Anyway the teacher, seemed like a cool guy, but I totally disagreed with a few things that he said. He kept sharing about a story from the Bible and saying do you believe this? He started by making the issue a emotional one, and not a scientific one. I understand we want kids to have faith in the Bible, but the kind of faith that says, “the Bible says it and thats all I need” is the kind of faith that turns intelligent people away from God and the scriptures. So I don’t think we should be asking people if they believe it, instead we should be asking them to think about it. He also told them that “If one thing is wrong in scriptures you can throw the whole bible out.” Wow I was shocked that he was teaching such harmful theology. Here is the thing, I believe everything in the scriptures is true, but my faith is not based on the Bible being error free, it is based on the fact that Jesus died and rose again. The reason why I find that type of theology so dangerous is that kids hear that, and believe that. Then they go to college and something in the Bible is challenged, and that kids thinks well, if one thing is wrong, I need to throw everything out, and so they do. Its a lot like what Rob Bell says about brick wall theology, that our faith shouldn’t be like a brick wall, cause if one brick gets pulled the whole things crumbles. Instead our faith should be like a spring, or a sponge ball, where when something challenges a part of our faith, there is room to bend and stretch, as long as the essentials are not changed.

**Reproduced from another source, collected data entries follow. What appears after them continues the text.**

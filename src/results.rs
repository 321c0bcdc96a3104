//! Result types for Quarry.
//!
//! Defines the structures used to represent parsed query output: typed
//! values, ordered rows, pages, and the caller-facing envelope.

use chrono::NaiveDateTime;
use serde::{Deserialize, Serialize};
use serde_json::{json, Map};
use std::fmt;
use url::Url;

use crate::stats::QueryStats;

/// Lexical format for timestamp columns. Fractional seconds optional.
pub const TIMESTAMP_FORMAT: &str = "%Y-%m-%d %H:%M:%S%.3f";

/// Represents a single typed value from a query result.
#[derive(Debug, Clone, Default, Serialize, Deserialize, PartialEq)]
pub enum Value {
    /// NULL value.
    #[default]
    Null,

    /// Boolean value.
    Bool(bool),

    /// Signed integer (up to i64).
    Int(i64),

    /// Floating point number.
    Float(f64),

    /// Text/string value.
    String(String),

    /// Timestamp without timezone.
    Timestamp(NaiveDateTime),
}

impl Value {
    /// Returns true if this value is NULL.
    pub fn is_null(&self) -> bool {
        matches!(self, Value::Null)
    }

    /// Converts the value to its JSON representation.
    ///
    /// Timestamps serialize as their lexical form; a non-finite float
    /// (which JSON cannot carry) becomes null.
    pub fn to_json(&self) -> serde_json::Value {
        match self {
            Value::Null => serde_json::Value::Null,
            Value::Bool(b) => json!(b),
            Value::Int(i) => json!(i),
            Value::Float(f) => json!(f),
            Value::String(s) => json!(s),
            Value::Timestamp(ts) => json!(ts.format(TIMESTAMP_FORMAT).to_string()),
        }
    }

    /// Attempts to convert the value to a string representation.
    pub fn to_display_string(&self) -> String {
        match self {
            Value::Null => "NULL".to_string(),
            Value::Bool(b) => b.to_string(),
            Value::Int(i) => i.to_string(),
            Value::Float(f) => f.to_string(),
            Value::String(s) => s.clone(),
            Value::Timestamp(ts) => ts.format(TIMESTAMP_FORMAT).to_string(),
        }
    }
}

impl fmt::Display for Value {
    fn fmt(&self, f: &mut fmt::Formatter<'_>) -> fmt::Result {
        write!(f, "{}", self.to_display_string())
    }
}

impl From<bool> for Value {
    fn from(v: bool) -> Self {
        Value::Bool(v)
    }
}

impl From<i64> for Value {
    fn from(v: i64) -> Self {
        Value::Int(v)
    }
}

impl From<f64> for Value {
    fn from(v: f64) -> Self {
        Value::Float(v)
    }
}

impl From<&str> for Value {
    fn from(v: &str) -> Self {
        Value::String(v.to_string())
    }
}

impl From<String> for Value {
    fn from(v: String) -> Self {
        Value::String(v)
    }
}

impl<T> From<Option<T>> for Value
where
    T: Into<Value>,
{
    fn from(v: Option<T>) -> Self {
        match v {
            Some(val) => val.into(),
            None => Value::Null,
        }
    }
}

/// One result row: an ordered mapping from column name to typed value.
///
/// Order is the column order declared by the header row and is preserved
/// through serialization.
#[derive(Debug, Clone, Default, Serialize, Deserialize, PartialEq)]
pub struct Row {
    fields: Vec<(String, Value)>,
}

impl Row {
    /// Creates an empty row.
    pub fn new() -> Self {
        Self::default()
    }

    /// Creates a row from ordered (name, value) pairs.
    pub fn from_pairs(fields: Vec<(String, Value)>) -> Self {
        Self { fields }
    }

    /// Appends a field to the row.
    pub fn push(&mut self, name: impl Into<String>, value: Value) {
        self.fields.push((name.into(), value));
    }

    /// Looks up a field by column name.
    pub fn get(&self, name: &str) -> Option<&Value> {
        self.fields
            .iter()
            .find(|(n, _)| n == name)
            .map(|(_, v)| v)
    }

    /// Returns the ordered fields of this row.
    pub fn fields(&self) -> &[(String, Value)] {
        &self.fields
    }

    /// Returns the number of fields.
    pub fn len(&self) -> usize {
        self.fields.len()
    }

    /// Returns true if the row has no fields.
    pub fn is_empty(&self) -> bool {
        self.fields.is_empty()
    }

    /// Converts the row to a JSON object, expanding dotted column names
    /// into nested objects.
    pub fn to_json(&self) -> serde_json::Value {
        self.to_json_with(false)
    }

    /// Converts the row to a JSON object.
    ///
    /// With `flat_keys` set, column names are kept verbatim; otherwise a
    /// name like `address.city` becomes a nested `{"address":{"city":..}}`
    /// object.
    pub fn to_json_with(&self, flat_keys: bool) -> serde_json::Value {
        let mut map = Map::new();
        for (name, value) in &self.fields {
            if flat_keys || !name.contains('.') {
                map.insert(name.clone(), value.to_json());
            } else {
                insert_nested(&mut map, name, value.to_json());
            }
        }
        serde_json::Value::Object(map)
    }
}

/// Inserts `value` at the dotted path `name` inside `map`, creating
/// intermediate objects as needed. A path segment that collides with an
/// existing non-object value overwrites it.
fn insert_nested(map: &mut Map<String, serde_json::Value>, name: &str, value: serde_json::Value) {
    match name.split_once('.') {
        None => {
            map.insert(name.to_string(), value);
        }
        Some((head, rest)) => {
            let entry = map
                .entry(head.to_string())
                .or_insert_with(|| serde_json::Value::Object(Map::new()));
            if !entry.is_object() {
                *entry = serde_json::Value::Object(Map::new());
            }
            if let serde_json::Value::Object(inner) = entry {
                insert_nested(inner, rest, value);
            }
        }
    }
}

/// One page of parsed results.
///
/// Immutable once returned; `next_token` is `None` exactly when this is
/// the final page.
#[derive(Debug, Clone, Default)]
pub struct ResultPage {
    /// Parsed rows, in output order.
    pub rows: Vec<Row>,

    /// Continuation token for the next page.
    pub next_token: Option<String>,

    /// Number of rows in this page.
    pub row_count: usize,
}

impl ResultPage {
    /// Creates a page from rows and an optional continuation token.
    pub fn new(rows: Vec<Row>, next_token: Option<String>) -> Self {
        let row_count = rows.len();
        Self {
            rows,
            next_token,
            row_count,
        }
    }

    /// Returns true if the page has no rows.
    pub fn is_empty(&self) -> bool {
        self.rows.is_empty()
    }

    /// Returns true if this is the final page.
    pub fn is_final(&self) -> bool {
        self.next_token.is_none()
    }
}

/// The caller-facing aggregate returned by a completed query.
#[derive(Debug, Clone, Default)]
pub struct ResultEnvelope {
    /// Service-assigned execution id.
    pub execution_id: String,

    /// Parsed rows; `None` when the caller opted out of retrieval (or
    /// the ignore-empty option suppressed an empty result).
    pub items: Option<Vec<Row>>,

    /// Execution statistics, attached when requested.
    pub stats: Option<QueryStats>,

    /// Object-storage location of the raw output.
    pub output_location: Option<Url>,

    /// Continuation token for the next page, if any.
    pub next_token: Option<String>,

    /// Number of rows in `items`.
    pub count: usize,
}
impl ContactStore for SqliteStore {
    fn authorization_status(&self) -> ContactsResult<AuthStatus> {
        Ok(AuthStatus::Authorized)
    }

    fn request_access(&self) -> ContactsResult<()> {
        Ok(())
    }

    fn enumerate(&self, fields: FieldSet) -> ContactsResult<Vec<Item>> {
        let mut stmt = self
            .conn
            .prepare(&format!(
                "SELECT {} FROM contacts ORDER BY rowid",
                CONTACT_COLUMNS
            ))
            .map_err(store_err)?;

        let mut items = stmt
            .query_map([], Self::row_to_item)
            .map_err(store_err)?
            .collect::<Result<Vec<_>, _>>()
            .map_err(store_err)?;

        self.attach_lists(&mut items, fields, None)
            .map_err(store_err)?;

        Ok(items.into_iter().map(|item| fields.project(item)).collect())
    }

    fn fetch_by_ids(&self, ids: &[String], fields: FieldSet) -> ContactsResult<Vec<Item>> {
        let mut stmt = self
            .conn
            .prepare(&format!("SELECT {} FROM contacts WHERE id = ?1", CONTACT_COLUMNS))
            .map_err(store_err)?;

        let mut items = Vec::with_capacity(ids.len());
        for id in ids {
            if items.iter().any(|item: &Item| item.id() == id) {
                continue;
            }
            let found = stmt
                .query_row([id], Self::row_to_item)
                .optional()
                .map_err(store_err)?;
            if let Some(mut item) = found {
                self.attach_lists(std::slice::from_mut(&mut item), fields, Some(id.as_str()))
                    .map_err(store_err)?;
                items.push(fields.project(item));
            }
        }
        Ok(items)
    }

    fn save(&self, request: SaveRequest) -> ContactsResult<SaveReceipt> {
        tracing::debug!(kind = request.kind(), "Submitting save request");
        match request {
            SaveRequest::CreateContact(item) => self
                .create_contact(item)
                .map(SaveReceipt::Contact)
                .map_err(store_err),
            SaveRequest::UpdateContact(item) => {
                let changed = self.update_contact(&item).map_err(store_err)?;
                if changed == 0 {
                    return Err(ContactsError::not_found(format!(
                        "contact {} not found",
                        item.id()
                    )));
                }
                Ok(SaveReceipt::Saved)
            }
            SaveRequest::DeleteContact { id } => {
                let changed = self
                    .conn
                    .execute("DELETE FROM contacts WHERE id = ?1", [&id])
                    .map_err(store_err)?;
                if changed == 0 {
                    return Err(ContactsError::not_found(format!("contact {} not found", id)));
                }
                Ok(SaveReceipt::Saved)
            }
            SaveRequest::AddMembers {
                contact_id,
                group_ids,
            } => {
                self.add_members(&contact_id, &group_ids)?;
                Ok(SaveReceipt::Saved)
            }
            SaveRequest::CreateGroup { name, container_id } => self
                .create_group(&name, container_id)
                .map(SaveReceipt::Group)
                .map_err(store_err),
            SaveRequest::RenameGroup { id, name } => {
                let changed = self
                    .conn
                    .execute(
                        "UPDATE contact_groups SET name = ?1, updated_at = ?2 WHERE id = ?3",
                        params![name, Utc::now().timestamp(), id],
                    )
                    .map_err(store_err)?;
                if changed == 0 {
                    return Err(ContactsError::not_found(format!("group {} not found", id)));
                }
                let group = self
                    .resolve_group(&id)?
                    .ok_or_else(|| ContactsError::not_found(format!("group {} not found", id)))?;
                Ok(SaveReceipt::Group(group.group_ref))
            }
            SaveRequest::DeleteGroup { id } => {
                let changed = self
                    .conn
                    .execute("DELETE FROM contact_groups WHERE id = ?1", [&id])
                    .map_err(store_err)?;
                if changed == 0 {
                    return Err(ContactsError::not_found(format!("group {} not found", id)));
                }
                Ok(SaveReceipt::Saved)
            }
        }
    }

    fn group_members(&self, group_id: &str) -> ContactsResult<Vec<String>> {
        if !self.group_exists(group_id).map_err(store_err)? {
            return Err(ContactsError::not_found(format!(
                "group {} not found",
                group_id
            )));
        }

        let mut stmt = self
            .conn
            .prepare(
                "SELECT contact_id FROM group_members
                 WHERE group_id = ?1
                 ORDER BY created_at, contact_id",
            )
            .map_err(store_err)?;

        let members = stmt
            .query_map([group_id], |row| row.get::<_, String>(0))
            .map_err(store_err)?
            .collect::<Result<Vec<_>, _>>()
            .map_err(store_err)?;

        Ok(members)
    }

    fn resolve_group(&self, group_id: &str) -> ContactsResult<Option<Group>> {
        self.conn
            .query_row(
                &format!("SELECT {} FROM contact_groups WHERE id = ?1", GROUP_COLUMNS),
                [group_id],
                Self::row_to_group,
            )
            .optional()
            .map_err(store_err)
    }

    fn list_groups(&self) -> ContactsResult<Vec<Group>> {
        let mut stmt = self
            .conn
            .prepare(&format!(
                "SELECT {} FROM contact_groups ORDER BY name, id",
                GROUP_COLUMNS
            ))
            .map_err(store_err)?;

        let groups = stmt
            .query_map([], Self::row_to_group)
            .map_err(store_err)?
            .collect::<Result<Vec<_>, _>>()
            .map_err(store_err)?;

        Ok(groups)
    }
}
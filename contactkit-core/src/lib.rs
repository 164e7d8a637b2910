//! Contactkit core
//!
//! Typed primitives over a personal-contacts store that lives outside the
//! program's control.
//!
//! # Architecture
//!
//! - **Types**: inputs, outputs and errors live in the `shared-types` crate
//! - **Store**: the [`ContactStore`] trait plus in-memory and SQLite backends
//! - **Automation**: the [`RemovalChannel`] used for group removals
//! - **Query / Write / Membership**: matching, pagination, writes and
//!   verified membership reconciliation
//! - **Session**: [`Contacts`], which exposes Find, Get, Upsert, Mutate and
//!   Groups
//!
//! # Example
//!
//! ```rust,ignore
//! use contactkit_core::{Contacts, MemoryStore};
//! use shared_types::{FindInput, Query};
//!
//! let store = MemoryStore::new();
//! let remover = store.remover();
//! let contacts = Contacts::new(&store, &remover);
//! let page = contacts.find(&FindInput {
//!     query: Query { name_contains: Some("priya".into()), ..Default::default() },
//!     ..Default::default()
//! })?;
//! ```

pub mod automation;
pub mod membership;
pub mod query;
pub mod report;
pub mod session;
pub mod store;
pub mod write;

#[cfg(test)]
pub(crate) mod testing;

pub use automation::{
    AppleScript, MemberIdentity, RemovalChannel, RemovalStrategy, ScriptedRemover, SqliteShell,
};
pub use membership::{Channel, MembershipChange, MembershipState, Reconciler};
pub use session::Contacts;
pub use store::{ContactStore, FieldSet, MemoryStore, SaveReceipt, SaveRequest, SqliteStore};
pub use write::WriteExecutor;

Anyway I didn’t say anything to the guy, or in the class cause I didn’t want to cause dissension, and this isn’t my camp, but that kind of thinking really bothers me, especially when it is taught to young people. OK, well I will get off my soap box now and go to dinner.
July 3rd, 2008 at 9:39 am
Thanks for the comments. Hume Lake’s “official” stance is much closer to the the views you just expressed. Thanks for your restraint in the seminar, but even more thanks for commenting.
July 4th, 2008 at 9:09 am
This is a topic that interests me alot as well. Your comment on six-day creationism caught my eye, because there’s an issue that I’ve been struggling with in regards to this. I’ve been reading Lee Strobel’s “Case for a Creator,” and it’s a great book, and I’ve been a bit surprised that it doesn’t contend with evolution. That’s all fine and good, evolution is not a salvation issue and has lots of empirical evidence that is hard to disregard, but my objections to it are more theological than scientific. If God utilized evolution to bring about the human race, then that means that there have been a million, billion, shabalabadoo years of death, sickness and pain PRIOR to the point in time that man gained the mental capacities to indeed “fall” and sin against God for the first time. Hence, God is then the author of death and it is not a result of sin. To me, that is the one critical issue of this topic that I have never heard anyone talk about.
I appreciated your thoughts though.
July 4th, 2008 at 11:59 am
This is a huge problem I have with an old earth, or any theistic evolution story. However I am comforted by the fact that it just doesn’t matter that much.
July 6th, 2008 at 2:07 am
i don’t think that a physical death is necessarily evil. i should do more study on this, but in genesis chapter 2 you read that there is a “tree of life” of which adam and eve can eat from that is seperate from the tree of the knowledge of good and evil. i have absolutely nothing to back this next thought up, but i wonder if eating of the tree of life would allow one to avoid death? i wonder if we were created to die naturally?
also (this is probably a better argument), you seem to have the assumption that sickness, pain, and death would HAVE to exist if the earth was a billion years old. why’s that? i don’t think you HAVE to assume those things if the earth is a billion years old.
July 6th, 2008 at 9:06 pm
Well first off I think the problem is not in Genesis, but in Paul’s statement in Romans 5:12. Where he says, “Therefore, just as sin entered the world through one man, and death through sin, and in this way death came to all men, because all sinned.” So we get from that verse, that death didn’t happen until after sin.
And as for the billions of years, I would agree except there sure does seem to be a lot of old bones, and that would mean things died before Adam sinned. However, is he only talking about human death?
Or maybe we are just reading into a passage of Paul’s that is not supposed to reveal anything to us about creation, after all Paul was 1,000s of years after the creation story was written.
Anyway, again all I can say is I don’t know.